Record excerpts

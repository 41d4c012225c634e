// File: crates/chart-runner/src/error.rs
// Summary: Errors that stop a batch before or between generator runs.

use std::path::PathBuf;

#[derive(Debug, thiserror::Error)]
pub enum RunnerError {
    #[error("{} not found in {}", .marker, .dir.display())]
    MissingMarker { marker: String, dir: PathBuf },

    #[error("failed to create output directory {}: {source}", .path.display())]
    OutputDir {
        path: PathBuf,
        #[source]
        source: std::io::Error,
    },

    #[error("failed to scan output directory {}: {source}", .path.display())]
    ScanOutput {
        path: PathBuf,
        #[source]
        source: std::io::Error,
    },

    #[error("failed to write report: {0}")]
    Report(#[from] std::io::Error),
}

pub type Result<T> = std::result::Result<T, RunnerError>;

Action item
What's wanted is each line above, transcribed with nothing altered.

Answer to this task
repository 41d4c012225c634e
// File: crates/chart-runner/src/error.rs
// Summary: Errors that stop a batch before or between generator runs.

use std::path::PathBuf;

#[derive(Debug, thiserror::Error)]
pub enum RunnerError {
    #[error("{} not found in {}", .marker, .dir.display())]
    MissingMarker { marker: String, dir: PathBuf },

    #[error("failed to create output directory {}: {source}", .path.display())]
    OutputDir {
        path: PathBuf,
        #[source]
        source: std::io::Error,
    },

    #[error("failed to scan output directory {}: {source}", .path.display())]
    ScanOutput {
        path: PathBuf,
        #[source]
        source: std::io::Error,
    },

    #[error("failed to write report: {0}")]
    Report(#[from] std::io::Error),
}

pub type Result<T> = std::result::Result<T, RunnerError>;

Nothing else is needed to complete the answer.